Major organs involved include breast, thyroid, uterus, brain, and mucocutaneous tissues. Breast cancer numbers among the tumor types in which germline PTEN mutation have been documented. Somatic PTEN mutation also occurs, but at a low frequency, and is not associated with CS (4). Thyroid tumors were also found to have somatic deletions of the PTEN gene, predominantly benign forms, suggesting that PTEN might also act as a tumor suppressor for these cancers (5).

Based on the Criteria of the International Cowden Consortium (6), we searched for PTEN mutation in a patient with trichilemmoma, breast carcinoma, and goiter.

CASE REPORT

We studied a 49-year-old female patient with pathognomonic criteria of CS: several mucocutaneous lesions measuring 0.2 to 0.4 cm, diagnosed by biopsy as trichilemmoma and nasal mucosal papillomatosis (Figure 1). At 46 years of age, she presented a unilateral breast cancer classified as ductal carcinoma in situ with micropapillary, solid, and cribriform pattern. She was submitted to radio and hormonal (tamoxifen) therapy after surgery. During follow-up, a solid hypoechoic and well-delimited nodule measuring 1.3 x 1.4 x 1.8 cm was noted in the left lobe on thyroid ultrasonography, and the patient was referred to our Endocrinology Department. Fine-needle aspiration biopsy determined the classification of the nodule as Class II of the Bethesda system, and total thyroidectomy was performed, as findings were indicative of CS (7). Histopathological diagnosis was adenomatous goiter. Gastrointestinal mucosa was normal on endoscopy and colonoscopy. The patient's parents and son were both asymptomatic. Nevertheless, DNA analysis was performed for genetic counseling.

DNA analysis

DNA was extracted from peripheral leukocytes as described elsewhere (8).
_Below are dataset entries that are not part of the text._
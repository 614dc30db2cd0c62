use tokio::sync::RwLock;

use crate::campaign::store::CampaignStore;
use crate::config::Config;
use crate::user::source::UserSource;
use crate::user::store::UserStore;

/// Everything the handlers share: both stores, the user source and the
/// configuration the service was started with.
pub struct AppState {
    pub config: Config,
    pub campaigns: RwLock<CampaignStore>,
    pub users: RwLock<UserStore>,
    user_source: Box<dyn UserSource + Send + Sync>,
}

impl AppState {
    pub fn new(config: Config, user_source: Box<dyn UserSource + Send + Sync>) -> AppState {
        AppState::with_campaigns(config, user_source, CampaignStore::seeded())
    }

    pub fn with_campaigns(
        config: Config,
        user_source: Box<dyn UserSource + Send + Sync>,
        campaigns: CampaignStore,
    ) -> AppState {
        AppState {
            config,
            campaigns: RwLock::new(campaigns),
            users: RwLock::new(UserStore::default()),
            user_source,
        }
    }

    pub fn user_source(&self) -> &dyn UserSource {
        &*self.user_source
    }
}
DNA was also extracted from breast cancer tissue obtained from paraffin material and from thyroid cells from FNAB slides, as described elsewhere (9,10).

The PTEN gene was amplified by PCR, including the coding region and exon-intron boundaries, followed by automatic sequencing (ABI Prism 3130 xl, Applied Biosystems, Foster City, CA) and results were compared with the normal sequence. Primers and PCR conditions were amplified as described in table 1.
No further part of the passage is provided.